Like when Scorpius had shown up at her home two years ago on Christmas eve and told her that his father had forbidden his return until he renounced his friendship with her and Al. She'd taken him in with open arms, battled admirably with Mr. Malfoy over who Scorpius was allowed to be friends with and spent hours muttering under her breath the curses she'd like to perform on the old warlock. Though, of course, she'd meant no offense.

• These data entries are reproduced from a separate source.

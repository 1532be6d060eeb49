/*!
The forecasting run, from a price series to a report.

The stages run strictly in order and the first failure aborts the run:
boundary, scaler fit, windowing, training, prediction, unscaling, scoring.
*/
use crate::config::PipelineConfig;
use crate::data::scale::{FitScope, MinMaxScaler};
use crate::data::window::{build_windows, split_boundary};
use crate::data::PriceSeries;
use crate::eval::{evaluate, Evaluation, Summary};
use crate::model::{Forecaster, TrainSummary};
use crate::{Error, Result};
use chrono::NaiveDate;
use serde::Serialize;
use std::fmt::{self, Display};
use std::io::Write;

/// One held-out day: the true close and the model's prediction for it
#[derive(Debug, Copy, Clone, PartialEq, Serialize)]
pub struct ValidationRow {
    /// The trading date
    #[serde(rename = "Date")]
    pub date: NaiveDate,
    /// The true closing price
    #[serde(rename = "Close")]
    pub close: f64,
    /// The predicted closing price
    #[serde(rename = "Predictions")]
    pub prediction: f64,
}

/// The outcome of a forecasting run
#[derive(Debug, Clone, PartialEq)]
pub struct Report {
    /// The ticker forecast
    pub ticker: String,
    /// The number of trading days in the series
    pub len: usize,
    /// The window length
    pub window: usize,
    /// The train/evaluation split boundary
    pub boundary: usize,
    /// The `(min, max)` the scaler was fit with
    pub scaler_bounds: (f64, f64),
    /// Training loss statistics
    pub training: TrainSummary,
    /// Evaluation metrics
    pub evaluation: Evaluation,
    /// The held-out days with their predictions
    pub validation: Vec<ValidationRow>,
    /// Statistics of the held-out closes
    pub truth_summary: Summary,
    /// Statistics of the predictions
    pub prediction_summary: Summary,
}

impl Report {
    /// Write the held-out days as CSV with a `Date,Close,Predictions` header.
    /// On success, return how many rows were written.
    pub fn write_validation_csv<W: Write>(&self, wtr: W) -> Result<usize> {
        let mut wtr = csv::Writer::from_writer(wtr);
        for row in &self.validation {
            wtr.serialize(row)?;
        }
        wtr.flush()?;
        Ok(self.validation.len())
    }
}

impl Display for Report {
    fn fmt(&self, f: &mut fmt::Formatter) -> fmt::Result {
        writeln!(
            f,
            "{}: {} trading days, {} for training, window {}",
            self.ticker, self.len, self.boundary, self.window
        )?;
        writeln!(
            f,
            "Scaler fit on [{:.4}, {:.4}]",
            self.scaler_bounds.0, self.scaler_bounds.1
        )?;
        writeln!(
            f,
            "Training: {} epochs, {} batches, final loss {:.6}",
            self.training.epochs, self.training.batches, self.training.final_loss
        )?;
        writeln!(f, "Mean of true closes: {:.6}", self.evaluation.mean_truth)?;
        writeln!(f, "Mean of predictions: {:.6}", self.evaluation.mean_prediction)?;
        write!(
            f,
            "RMSE {:.6}, MAE {:.6}, R2 {:.6}",
            self.evaluation.rmse, self.evaluation.mae, self.evaluation.r2
        )?;
        match self.evaluation.msle {
            Some(msle) => writeln!(f, ", MSLE {:.6}", msle)?,
            None => writeln!(f, ", MSLE n/a")?,
        }
        writeln!(f, "\nTrue closes:\n{}", self.truth_summary)?;
        write!(f, "\nPredictions:\n{}", self.prediction_summary)
    }
}

/// Run the whole pipeline over a price series with a caller-owned model
pub fn run<M>(
    config: &PipelineConfig,
    series: &PriceSeries,
    model: &mut M,
) -> Result<Report>
where
    M: Forecaster + ?Sized,
{
    config.validate()?;
    let closes = series.closes();
    let len = closes.len();
    let window = config.window;
    let boundary = split_boundary(len, config.train_ratio)?;
    let insufficient = || Error::InsufficientData {
        len,
        window,
        boundary,
    };
    if len < window + 1 || boundary <= window || boundary >= len {
        return Err(insufficient());
    }
    log::info!(
        "{}: {} closes, split at {}, window {}",
        config.ticker,
        len,
        boundary,
        window
    );

    let scaler = match config.fit_scope {
        FitScope::FullSeries => MinMaxScaler::fit(closes)?,
        FitScope::TrainingOnly => MinMaxScaler::fit(&closes[..boundary])?,
    };
    let scaled = scaler.transform_all(closes);
    let dataset = build_windows(&scaled, window, boundary)?;
    log::info!(
        "training on {} windows, evaluating on {}",
        dataset.train.len(),
        dataset.eval.len()
    );

    let training = model.fit(&dataset.train)?;
    log::info!(
        "trained for {} epochs ({} batches), final loss {:.6}",
        training.epochs,
        training.batches,
        training.final_loss
    );

    let truth: Vec<f64> = dataset.eval.iter().map(|w| closes[w.target_index]).collect();
    let evaluation = evaluate(model, &dataset.eval, &scaler, &truth)?;
    let validation: Vec<ValidationRow> = dataset
        .eval
        .iter()
        .zip(&evaluation.predictions)
        .map(|(w, &prediction)| ValidationRow {
            date: series.dates()[w.target_index],
            close: closes[w.target_index],
            prediction,
        })
        .collect();
    let truth_summary = Summary::describe(&truth).ok_or_else(insufficient)?;
    let prediction_summary = Summary::describe(&evaluation.predictions).ok_or_else(insufficient)?;

    Ok(Report {
        ticker: config.ticker.clone(),
        len,
        window,
        boundary,
        scaler_bounds: scaler.bounds(),
        training,
        evaluation,
        validation,
        truth_summary,
        prediction_summary,
    })
}
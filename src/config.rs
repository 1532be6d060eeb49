/*!
Pipeline configuration
*/
use crate::data::scale::FitScope;
use crate::model::TrainConfig;
use crate::{Error, Result};
use chrono::NaiveDate;
use serde::{Deserialize, Serialize};
use std::io::Read;

/// The shape of the recurrent network
#[derive(Debug, Clone, Eq, PartialEq, Hash, Serialize, Deserialize)]
#[serde(default)]
pub struct ModelConfig {
    /// The size of each hidden LSTM layer
    pub hidden: usize,
    /// The number of stacked LSTM layers
    pub layers: usize,
    /// The size of the dense layer between the LSTM and the output
    pub dense: usize,
}

impl Default for ModelConfig {
    fn default() -> ModelConfig {
        ModelConfig {
            hidden: 50,
            layers: 2,
            dense: 25,
        }
    }
}

/// Everything a forecasting run needs to know
#[derive(Debug, Clone, PartialEq, Serialize, Deserialize)]
#[serde(default)]
pub struct PipelineConfig {
    /// The ticker to forecast
    pub ticker: String,
    /// The first day of history
    pub start: NaiveDate,
    /// The day after the last day of history
    pub end: NaiveDate,
    /// The number of past closes fed to the model per prediction
    pub window: usize,
    /// The share of the series held for training
    pub train_ratio: f64,
    /// Which part of the series the scaler is fit over
    pub fit_scope: FitScope,
    /// Training parameters
    pub train: TrainConfig,
    /// Network shape
    pub model: ModelConfig,
}

impl Default for PipelineConfig {
    fn default() -> PipelineConfig {
        PipelineConfig {
            ticker: "PBR".into(),
            start: NaiveDate::from_ymd(2014, 1, 1),
            end: NaiveDate::from_ymd(2024, 11, 11),
            window: 60,
            train_ratio: 0.8,
            fit_scope: FitScope::FullSeries,
            train: TrainConfig::default(),
            model: ModelConfig::default(),
        }
    }
}

impl PipelineConfig {
    /// Load a configuration from JSON. Missing fields take their default values.
    pub fn from_json_reader<R: Read>(rdr: R) -> Result<PipelineConfig> {
        let config: PipelineConfig = serde_json::from_reader(rdr)?;
        config.validate()?;
        Ok(config)
    }

    /// Check that every value is usable
    pub fn validate(&self) -> Result<()> {
        if self.window == 0 {
            return Err(Error::InvalidConfig("window length must be positive".into()));
        }
        if !(self.train_ratio > 0.0 && self.train_ratio <= 1.0) {
            return Err(Error::InvalidConfig(format!(
                "training ratio {} is not in (0, 1]",
                self.train_ratio
            )));
        }
        if self.start >= self.end {
            return Err(Error::InvalidConfig(format!(
                "start date {} is not before end date {}",
                self.start, self.end
            )));
        }
        if self.model.hidden == 0 || self.model.layers == 0 || self.model.dense == 0 {
            return Err(Error::InvalidConfig(format!(
                "model layers must be non-empty: {:?}",
                self.model
            )));
        }
        self.train.validate()
    }
}

#[cfg(test)]
mod tests {
    use super::*;

    #[test]
    fn partial_json_keeps_defaults() {
        let json = r#"{
            "ticker": "VALE",
            "start": "2018-01-01",
            "fit_scope": "training_only",
            "train": { "epochs": 5, "seed": 3 }
        }"#;
        let config = PipelineConfig::from_json_reader(json.as_bytes()).unwrap();
        assert_eq!(config.ticker, "VALE");
        assert_eq!(config.start, NaiveDate::from_ymd(2018, 1, 1));
        assert_eq!(config.end, NaiveDate::from_ymd(2024, 11, 11));
        assert_eq!(config.window, 60);
        assert_eq!(config.fit_scope, FitScope::TrainingOnly);
        assert_eq!(config.train.epochs, 5);
        assert_eq!(config.train.batch_size, 1);
        assert_eq!(config.train.seed, Some(3));
        assert_eq!(config.model, ModelConfig::default());
    }

    #[test]
    fn rejects_bad_values() {
        assert!(PipelineConfig::default().validate().is_ok());
        let bad = [
            PipelineConfig {
                window: 0,
                ..PipelineConfig::default()
            },
            PipelineConfig {
                train_ratio: 0.0,
                ..PipelineConfig::default()
            },
            PipelineConfig {
                end: NaiveDate::from_ymd(2014, 1, 1),
                ..PipelineConfig::default()
            },
        ];
        for config in bad.iter() {
            assert!(matches!(config.validate(), Err(Error::InvalidConfig(_))));
        }
        assert!(PipelineConfig::from_json_reader(r#"{"train":{"epochs":0}}"#.as_bytes()).is_err());
    }
}
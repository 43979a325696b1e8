pub mod entry;
pub mod frequency_buckets;
pub mod ghost_list;
pub mod intrusive_list;
pub mod shard;
pub mod slot_arena;

pub use entry::Entry;
pub use frequency_buckets::FrequencyBuckets;
pub use ghost_list::GhostList;
pub use intrusive_list::IntrusiveList;
pub use shard::ShardSelector;
pub use slot_arena::{SlotArena, SlotId};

She was a fair dueler, though not nearly as good as Albus' mother. Ginny knocked her precious niece flat on her arse more than once and took spells with something a little less than good grace - more like bitter acceptance. Scorp loved the moments Rose trumped adults. They filled him with pride, as though it was his teachings that had made Rose who she was. But he could hardly take credit for Rose's hard work, determination and raw skill - all of which she had and used with leniency.
Rose was something else, something most Weasley's had never set eyes on before. Everyone expected, from her brown eyes framed by pretty pink glasses to her dark red curls, that she would be more Granger than anything else. But books were for enjoyment, not teaching - Rose had made that decision at a very young age. There was nothing she could learn from a book that a classroom experience couldn't teach her just as well. Hermione turned her nose up at this view, but never voiced her distaste for it - she was determined to let Rose figure things out on her own. Even if that meant getting knocked on her arse by her aunt. Repeatedly.